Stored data
__________________________________________________

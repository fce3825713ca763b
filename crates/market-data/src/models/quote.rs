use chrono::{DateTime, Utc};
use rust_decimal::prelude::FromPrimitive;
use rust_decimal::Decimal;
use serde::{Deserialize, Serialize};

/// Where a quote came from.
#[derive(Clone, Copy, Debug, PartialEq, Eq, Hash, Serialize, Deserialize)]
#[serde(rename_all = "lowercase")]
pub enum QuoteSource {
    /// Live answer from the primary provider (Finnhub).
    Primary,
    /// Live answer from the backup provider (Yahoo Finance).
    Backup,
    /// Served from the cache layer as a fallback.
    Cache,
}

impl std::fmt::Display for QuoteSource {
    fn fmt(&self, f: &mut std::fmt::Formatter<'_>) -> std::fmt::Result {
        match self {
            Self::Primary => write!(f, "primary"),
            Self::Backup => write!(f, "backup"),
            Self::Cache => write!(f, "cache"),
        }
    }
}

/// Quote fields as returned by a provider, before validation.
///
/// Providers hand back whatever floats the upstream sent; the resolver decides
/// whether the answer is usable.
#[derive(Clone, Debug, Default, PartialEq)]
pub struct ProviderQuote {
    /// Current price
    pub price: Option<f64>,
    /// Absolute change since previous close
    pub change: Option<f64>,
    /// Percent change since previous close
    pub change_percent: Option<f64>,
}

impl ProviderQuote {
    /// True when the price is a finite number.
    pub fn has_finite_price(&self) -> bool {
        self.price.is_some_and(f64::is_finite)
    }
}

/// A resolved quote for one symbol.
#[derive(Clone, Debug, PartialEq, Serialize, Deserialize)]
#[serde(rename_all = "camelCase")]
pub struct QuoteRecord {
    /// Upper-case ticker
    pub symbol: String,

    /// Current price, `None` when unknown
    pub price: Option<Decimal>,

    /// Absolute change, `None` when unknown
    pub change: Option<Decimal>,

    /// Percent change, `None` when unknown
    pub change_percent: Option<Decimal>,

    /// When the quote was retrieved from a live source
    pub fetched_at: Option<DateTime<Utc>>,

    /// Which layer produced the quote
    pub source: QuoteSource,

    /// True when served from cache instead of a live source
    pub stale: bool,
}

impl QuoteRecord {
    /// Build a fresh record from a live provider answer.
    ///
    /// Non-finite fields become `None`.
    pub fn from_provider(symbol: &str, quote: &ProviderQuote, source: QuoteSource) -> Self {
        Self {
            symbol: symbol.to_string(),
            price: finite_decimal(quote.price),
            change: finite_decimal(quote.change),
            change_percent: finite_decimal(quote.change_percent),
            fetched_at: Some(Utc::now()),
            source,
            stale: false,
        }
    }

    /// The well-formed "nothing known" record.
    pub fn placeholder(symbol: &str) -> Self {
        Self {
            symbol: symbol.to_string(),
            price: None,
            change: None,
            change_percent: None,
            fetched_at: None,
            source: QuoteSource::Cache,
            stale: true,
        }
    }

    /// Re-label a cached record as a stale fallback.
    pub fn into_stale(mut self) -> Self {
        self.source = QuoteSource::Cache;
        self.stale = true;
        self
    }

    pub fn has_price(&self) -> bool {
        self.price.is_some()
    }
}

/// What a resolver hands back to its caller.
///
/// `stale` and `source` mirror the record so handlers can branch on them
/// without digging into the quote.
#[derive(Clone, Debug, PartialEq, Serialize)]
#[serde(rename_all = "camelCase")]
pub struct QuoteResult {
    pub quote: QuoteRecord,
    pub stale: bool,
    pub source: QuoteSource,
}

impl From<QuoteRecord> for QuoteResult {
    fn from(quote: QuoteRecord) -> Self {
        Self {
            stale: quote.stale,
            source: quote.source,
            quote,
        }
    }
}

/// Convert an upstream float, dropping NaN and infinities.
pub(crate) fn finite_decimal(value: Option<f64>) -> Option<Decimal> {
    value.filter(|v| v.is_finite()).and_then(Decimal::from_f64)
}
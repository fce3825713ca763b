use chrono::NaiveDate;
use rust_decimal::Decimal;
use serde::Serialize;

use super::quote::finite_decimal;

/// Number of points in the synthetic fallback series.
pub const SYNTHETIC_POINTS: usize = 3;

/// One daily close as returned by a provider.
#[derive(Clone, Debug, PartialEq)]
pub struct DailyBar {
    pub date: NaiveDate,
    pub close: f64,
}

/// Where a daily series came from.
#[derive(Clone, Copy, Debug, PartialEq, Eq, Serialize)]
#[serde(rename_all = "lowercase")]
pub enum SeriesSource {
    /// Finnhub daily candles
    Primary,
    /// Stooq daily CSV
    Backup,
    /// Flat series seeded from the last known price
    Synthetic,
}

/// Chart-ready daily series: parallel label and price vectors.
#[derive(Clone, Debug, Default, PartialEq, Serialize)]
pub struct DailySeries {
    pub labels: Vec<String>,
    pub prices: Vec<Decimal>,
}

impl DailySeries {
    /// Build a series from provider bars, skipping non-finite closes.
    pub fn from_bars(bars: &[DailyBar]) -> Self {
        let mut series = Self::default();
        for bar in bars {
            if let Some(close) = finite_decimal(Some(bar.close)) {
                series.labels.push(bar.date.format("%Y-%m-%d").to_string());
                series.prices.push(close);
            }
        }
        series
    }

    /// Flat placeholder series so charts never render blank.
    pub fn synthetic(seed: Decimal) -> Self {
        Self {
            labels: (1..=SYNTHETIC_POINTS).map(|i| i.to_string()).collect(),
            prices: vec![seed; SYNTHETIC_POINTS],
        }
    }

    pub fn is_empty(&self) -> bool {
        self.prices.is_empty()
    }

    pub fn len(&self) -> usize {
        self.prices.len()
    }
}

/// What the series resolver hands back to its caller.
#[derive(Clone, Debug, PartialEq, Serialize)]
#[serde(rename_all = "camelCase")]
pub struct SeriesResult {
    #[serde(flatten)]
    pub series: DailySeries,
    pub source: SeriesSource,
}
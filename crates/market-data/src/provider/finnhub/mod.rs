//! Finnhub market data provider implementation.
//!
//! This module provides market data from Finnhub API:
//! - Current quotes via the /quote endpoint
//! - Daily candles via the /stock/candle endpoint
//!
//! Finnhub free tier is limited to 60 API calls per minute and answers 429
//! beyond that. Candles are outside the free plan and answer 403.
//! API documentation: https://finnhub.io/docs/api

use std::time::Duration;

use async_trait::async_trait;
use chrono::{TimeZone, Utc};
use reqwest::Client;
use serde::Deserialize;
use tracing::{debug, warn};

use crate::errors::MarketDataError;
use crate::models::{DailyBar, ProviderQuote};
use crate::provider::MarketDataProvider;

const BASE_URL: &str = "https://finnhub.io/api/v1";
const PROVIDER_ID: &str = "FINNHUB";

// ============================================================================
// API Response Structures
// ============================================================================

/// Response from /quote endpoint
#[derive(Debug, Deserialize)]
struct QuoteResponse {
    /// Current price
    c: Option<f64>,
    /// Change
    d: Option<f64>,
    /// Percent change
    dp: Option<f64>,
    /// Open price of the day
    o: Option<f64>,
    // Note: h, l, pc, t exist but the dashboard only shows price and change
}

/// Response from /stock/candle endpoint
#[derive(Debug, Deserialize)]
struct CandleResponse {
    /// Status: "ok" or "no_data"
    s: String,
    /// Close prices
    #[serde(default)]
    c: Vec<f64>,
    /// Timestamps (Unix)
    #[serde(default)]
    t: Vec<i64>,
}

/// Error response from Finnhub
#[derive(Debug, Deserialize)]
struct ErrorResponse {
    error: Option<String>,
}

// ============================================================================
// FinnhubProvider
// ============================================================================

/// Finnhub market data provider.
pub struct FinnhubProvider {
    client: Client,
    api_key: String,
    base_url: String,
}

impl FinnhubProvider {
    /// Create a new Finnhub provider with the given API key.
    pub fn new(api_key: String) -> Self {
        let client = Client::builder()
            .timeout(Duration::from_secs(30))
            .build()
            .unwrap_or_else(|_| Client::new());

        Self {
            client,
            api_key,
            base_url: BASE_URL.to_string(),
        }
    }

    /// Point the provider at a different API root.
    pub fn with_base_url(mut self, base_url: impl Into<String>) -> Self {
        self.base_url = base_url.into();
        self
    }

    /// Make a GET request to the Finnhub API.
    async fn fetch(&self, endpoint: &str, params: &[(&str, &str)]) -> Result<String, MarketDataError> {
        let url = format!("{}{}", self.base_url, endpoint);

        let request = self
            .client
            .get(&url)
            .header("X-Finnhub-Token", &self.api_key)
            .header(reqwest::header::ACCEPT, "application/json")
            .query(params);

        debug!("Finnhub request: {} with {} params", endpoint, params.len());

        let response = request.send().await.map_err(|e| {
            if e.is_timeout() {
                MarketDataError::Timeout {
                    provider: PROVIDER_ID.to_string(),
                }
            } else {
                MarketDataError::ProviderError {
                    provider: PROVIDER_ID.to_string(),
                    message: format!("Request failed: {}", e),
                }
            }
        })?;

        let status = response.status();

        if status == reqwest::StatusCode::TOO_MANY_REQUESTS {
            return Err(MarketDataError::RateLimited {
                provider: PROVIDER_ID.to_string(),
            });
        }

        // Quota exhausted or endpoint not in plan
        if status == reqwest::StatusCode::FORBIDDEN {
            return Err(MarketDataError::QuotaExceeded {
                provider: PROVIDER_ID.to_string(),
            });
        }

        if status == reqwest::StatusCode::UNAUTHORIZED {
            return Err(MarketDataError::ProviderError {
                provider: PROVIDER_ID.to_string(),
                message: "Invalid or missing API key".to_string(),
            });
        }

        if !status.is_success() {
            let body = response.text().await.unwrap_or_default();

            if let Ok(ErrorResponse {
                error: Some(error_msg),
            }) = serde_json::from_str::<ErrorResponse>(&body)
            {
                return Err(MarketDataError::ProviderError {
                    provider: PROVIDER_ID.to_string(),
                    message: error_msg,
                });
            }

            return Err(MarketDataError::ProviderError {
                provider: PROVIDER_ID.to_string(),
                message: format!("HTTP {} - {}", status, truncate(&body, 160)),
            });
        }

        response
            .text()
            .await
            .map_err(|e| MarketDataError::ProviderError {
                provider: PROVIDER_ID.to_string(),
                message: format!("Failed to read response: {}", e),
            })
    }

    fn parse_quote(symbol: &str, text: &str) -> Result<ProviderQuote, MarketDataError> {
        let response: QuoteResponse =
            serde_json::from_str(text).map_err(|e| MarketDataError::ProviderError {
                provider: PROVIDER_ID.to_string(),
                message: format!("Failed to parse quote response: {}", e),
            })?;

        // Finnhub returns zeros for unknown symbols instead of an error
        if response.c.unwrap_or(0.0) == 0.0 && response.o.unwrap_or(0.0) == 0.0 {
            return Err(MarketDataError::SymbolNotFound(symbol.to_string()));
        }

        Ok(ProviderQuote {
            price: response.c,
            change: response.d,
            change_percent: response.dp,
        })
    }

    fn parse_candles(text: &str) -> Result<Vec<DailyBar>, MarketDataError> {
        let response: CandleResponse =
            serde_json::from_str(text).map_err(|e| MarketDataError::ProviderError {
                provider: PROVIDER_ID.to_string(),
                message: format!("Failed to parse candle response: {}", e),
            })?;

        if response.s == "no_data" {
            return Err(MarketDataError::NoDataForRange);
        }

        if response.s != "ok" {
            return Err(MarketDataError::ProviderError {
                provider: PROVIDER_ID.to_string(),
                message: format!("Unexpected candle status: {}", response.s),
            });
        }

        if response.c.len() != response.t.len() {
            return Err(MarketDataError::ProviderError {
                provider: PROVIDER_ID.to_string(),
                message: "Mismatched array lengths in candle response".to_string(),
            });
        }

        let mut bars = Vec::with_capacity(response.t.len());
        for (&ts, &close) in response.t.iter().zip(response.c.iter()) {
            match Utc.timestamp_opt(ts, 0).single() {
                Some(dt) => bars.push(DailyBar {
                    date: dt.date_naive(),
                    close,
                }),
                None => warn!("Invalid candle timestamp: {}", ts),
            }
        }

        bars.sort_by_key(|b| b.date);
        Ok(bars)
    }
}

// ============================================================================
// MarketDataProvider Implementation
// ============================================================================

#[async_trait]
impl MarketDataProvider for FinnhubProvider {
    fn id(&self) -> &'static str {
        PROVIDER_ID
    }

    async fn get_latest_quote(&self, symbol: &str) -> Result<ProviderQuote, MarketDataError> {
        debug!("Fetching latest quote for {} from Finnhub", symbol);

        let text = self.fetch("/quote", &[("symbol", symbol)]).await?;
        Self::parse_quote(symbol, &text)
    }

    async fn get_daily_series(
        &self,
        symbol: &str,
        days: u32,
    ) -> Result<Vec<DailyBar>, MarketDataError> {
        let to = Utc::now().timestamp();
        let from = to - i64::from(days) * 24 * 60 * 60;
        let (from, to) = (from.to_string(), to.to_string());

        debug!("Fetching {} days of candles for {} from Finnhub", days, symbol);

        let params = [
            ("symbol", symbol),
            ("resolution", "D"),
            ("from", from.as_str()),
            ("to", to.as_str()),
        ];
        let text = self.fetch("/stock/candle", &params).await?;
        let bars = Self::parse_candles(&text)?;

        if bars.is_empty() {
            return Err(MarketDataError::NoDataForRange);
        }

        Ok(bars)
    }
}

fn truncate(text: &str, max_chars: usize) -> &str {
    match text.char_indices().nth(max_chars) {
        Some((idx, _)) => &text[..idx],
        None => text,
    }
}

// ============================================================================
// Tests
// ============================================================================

__________________________________________________

Copy the lines that hold the word "write". Take them from the records above.

Result of this task |
            Self::Primary => write!(f, "primary"),
            Self::Backup => write!(f, "backup"),
            Self::Cache => write!(f, "cache"),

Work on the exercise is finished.